Christ the King College is a boys-only Catholic school located in Jhansi, Uttar Pradesh, India. The school is  affiliated with the Indian Certificate of Secondary Education (ICSE / ISC).

College history

Christ the King College was started in 1940 in the Civil Lines by the first bishop of Jhansi, Bishop Francis Xavier Fenech from Malta, Europe. The first principal was Br. Leo (OFM, CAP) from Mahim, Bombay. He remained as principal for 18 years in C.K.C.

In 1940, the school was shifted to the present St. Joseph’s School in the cantonment area. The first headmaster of C.K.C. was Mr. Eric D'Souza.

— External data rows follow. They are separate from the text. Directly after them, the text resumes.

//! Public surface for the `datacatalog-mock` crate.
//!
//! An in-memory stand-in for the catalog service. It exposes the router
//! builder, storage, and demo seed so that other crates (the conformance
//! suite, client tests) can run a catalog in-process without a subprocess.

pub mod config;
pub mod error;
pub mod handlers;
pub mod router;
pub mod seed;
pub mod storage;

pub use config::MockConfig;
pub use router::build_router;
pub use seed::{load_demo, Demo};
pub use storage::{memory::MemoryStorage, Storage};
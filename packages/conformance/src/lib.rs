//! Shared helpers for the data catalog conformance test suite.
//!
//! Provides [`spawn_mock`], which binds a `TcpListener` on an ephemeral
//! port, serves a seeded in-process mock catalog on it, and returns the
//! endpoint URL together with the GUIDs of the seeded items. Blocking
//! clients cannot run inside a Tokio runtime, so [`BlockingMock`] does the
//! same on a runtime it owns.

use std::sync::Arc;

use datacatalog_mock::{build_router, load_demo, Demo, MemoryStorage, Storage};

/// Start an ephemeral in-process mock catalog and return
/// `(endpoint, demo)`.
///
/// The server runs in a background `tokio` task bound to an OS-assigned
/// port on `127.0.0.1`. The returned endpoint is the full base URL, e.g.
/// `http://127.0.0.1:51234`.
///
/// # Panics
///
/// Panics if the listener cannot be bound or the demo data fails to load.
pub async fn spawn_mock() -> (String, Demo) {
    let listener = tokio::net::TcpListener::bind("127.0.0.1:0")
        .await
        .expect("bind ephemeral port");
    let addr = listener.local_addr().expect("get local addr");
    let endpoint = format!("http://{addr}");

    let storage: Arc<dyn Storage> = Arc::new(MemoryStorage::new());
    let demo = load_demo(storage.as_ref()).await.expect("load demo catalog");
    let router = build_router(storage);

    tokio::spawn(async move {
        axum::serve(listener, router)
            .await
            .expect("conformance mock error");
    });

    (endpoint, demo)
}

/// A mock catalog served from its own runtime, for blocking clients.
///
/// The server stops when this value is dropped.
pub struct BlockingMock {
    pub endpoint: String,
    pub demo: Demo,
    _runtime: tokio::runtime::Runtime,
}

impl BlockingMock {
    /// # Panics
    ///
    /// Panics if the runtime cannot be created or [`spawn_mock`] panics.
    pub fn start() -> Self {
        let runtime = tokio::runtime::Runtime::new().expect("create runtime");
        let (endpoint, demo) = runtime.block_on(spawn_mock());
        Self {
            endpoint,
            demo,
            _runtime: runtime,
        }
    }
}
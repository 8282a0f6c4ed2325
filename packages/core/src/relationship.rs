//! Relationship CRUD.

use crate::executor::Executor;
use crate::operation::Operation;
use crate::options::RequestOptions;
use crate::payload::Payload;
use crate::request::RequestBuilder;
use crate::service::ServiceClient;

#[derive(Clone)]
pub struct Relationships<E> {
    client: ServiceClient<E>,
}

impl<E: Executor> Relationships<E> {
    pub fn new(client: ServiceClient<E>) -> Self {
        Self { client }
    }

    /// Create a relationship. The service assigns `guid` when absent.
    pub fn create(&self, body: Payload, options: RequestOptions) -> E::Call {
        self.client.execute(
            RequestBuilder::new(Operation::CreateRelationship)
                .body(body)
                .options(options),
        )
    }

    /// Replace a relationship; `body` carries its `guid`.
    pub fn update(&self, body: Payload, options: RequestOptions) -> E::Call {
        self.client.execute(
            RequestBuilder::new(Operation::UpdateRelationship)
                .body(body)
                .options(options),
        )
    }

    /// Fetch a relationship. Options: `extendedInfo`.
    pub fn get(&self, guid: &str, options: RequestOptions) -> E::Call {
        self.client.execute(
            RequestBuilder::new(Operation::GetRelationship)
                .path_param("guid", guid)
                .options(options),
        )
    }

    /// Delete a relationship. Succeeds with no content.
    pub fn delete(&self, guid: &str, options: RequestOptions) -> E::Call {
        self.client.execute(
            RequestBuilder::new(Operation::DeleteRelationship)
                .path_param("guid", guid)
                .options(options),
        )
    }
}
//! Mock service configuration, populated from environment variables.

use std::net::SocketAddr;

/// Runtime configuration for `dcat-mock`.
///
/// | Variable | Default | Description |
/// |----------|---------|-------------|
/// | `CATALOG_MOCK_BIND` | `127.0.0.1:3030` | TCP socket address to listen on |
/// | `CATALOG_MOCK_SEED` | `true` | Load the demo entities, lineage, and type definitions |
#[derive(Debug, Clone)]
pub struct MockConfig {
    pub bind_addr: SocketAddr,
    pub seed: bool,
}

impl MockConfig {
    pub const DEFAULT_BIND: &'static str = "127.0.0.1:3030";

    /// Populate config from environment variables, applying defaults where absent.
    pub fn from_env() -> Result<Self, String> {
        let raw_bind =
            std::env::var("CATALOG_MOCK_BIND").unwrap_or_else(|_| Self::DEFAULT_BIND.into());
        let bind_addr = raw_bind.parse().map_err(|e| {
            format!("CATALOG_MOCK_BIND must be a socket address (e.g. {}): {e}", Self::DEFAULT_BIND)
        })?;

        let seed = match std::env::var("CATALOG_MOCK_SEED") {
            Ok(v) => !matches!(v.to_ascii_lowercase().as_str(), "0" | "false" | "no"),
            Err(_) => true,
        };

        Ok(Self { bind_addr, seed })
    }
}
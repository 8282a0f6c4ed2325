//! The response envelope returned by the `*_with_response` calling forms.

use crate::payload::Payload;

/// A payload together with the HTTP status and headers it arrived with.
///
/// Immutable once built: fields are private and only readable.
#[derive(Debug, Clone, PartialEq, Eq)]
pub struct Response {
    status: u16,
    headers: Vec<(String, String)>,
    payload: Payload,
}

impl Response {
    pub fn new(status: u16, headers: Vec<(String, String)>, payload: Payload) -> Self {
        Self {
            status,
            headers,
            payload,
        }
    }

    pub fn status(&self) -> u16 {
        self.status
    }

    /// `true` for any 2xx status.
    pub fn is_success(&self) -> bool {
        (200..300).contains(&self.status)
    }

    pub fn headers(&self) -> &[(String, String)] {
        &self.headers
    }

    /// First value of a header, compared case-insensitively.
    pub fn header(&self, name: &str) -> Option<&str> {
        self.headers
            .iter()
            .find(|(n, _)| n.eq_ignore_ascii_case(name))
            .map(|(_, v)| v.as_str())
    }

    pub fn payload(&self) -> &Payload {
        &self.payload
    }

    /// Drop status and headers, keeping only the body.
    pub fn into_payload(self) -> Payload {
        self.payload
    }

    pub fn into_parts(self) -> (u16, Vec<(String, String)>, Payload) {
        (self.status, self.headers, self.payload)
    }
}

#[cfg(test)]
mod tests {
    use super::*;

    #[test]
    fn header_lookup_ignores_case() {
        let r = Response::new(
            200,
            vec![("Content-Type".into(), "application/json".into())],
            Payload::empty(),
        );
        assert_eq!(r.header("content-type"), Some("application/json"));
        assert_eq!(r.header("x-missing"), None);
    }

    #[test]
    fn success_range() {
        assert!(Response::new(204, vec![], Payload::empty()).is_success());
        assert!(!Response::new(404, vec![], Payload::empty()).is_success());
        assert!(!Response::new(302, vec![], Payload::empty()).is_success());
    }
}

Initially, the school was recognised by Senior Cambridge, but the students also had the option of appearing for the Uttar Pradesh State Board. The recognition of the ICSE/ISC Board was obtained in 1975 by Fr. Tony Late. The first batch of ICSE (X) was passed out in December 1976. In 1977, the academic year was changed from January-December to April-March, and therefore, the first batch of ISC (XII) passed out in March 1979. Fr. Augustine took over, and during his tenure, the school touched its zenith, with many students being selected in IITs, PMTs, Olympiads, the NDA, and various exams at the national, state, and regional level. Due to the increasing number of students, the school did not get permission to expand in the cantonment area, and the primary section was constructed and shifted to civil lines in 1978.

Alumni

Its Alumni are called CKCians, and sometimes they are unofficially called Old Collegians.

National Cadet Corps

The motto of NCC is 'Unity & Discipline' which was adopted on 23 Dec 1957. In living up to its motto, the NCC strives to be and is one of the greatest cohesive forces of the nation, bringing together the youth hailing from different parts of the country and molding them into united, secular and disciplined citizens of the nation. NCC training in college is also regular with proper dress code. College organizes regular camps for the NCC cadets and also certifies with A grade certificates for those who joined NCC and regular for training and camps.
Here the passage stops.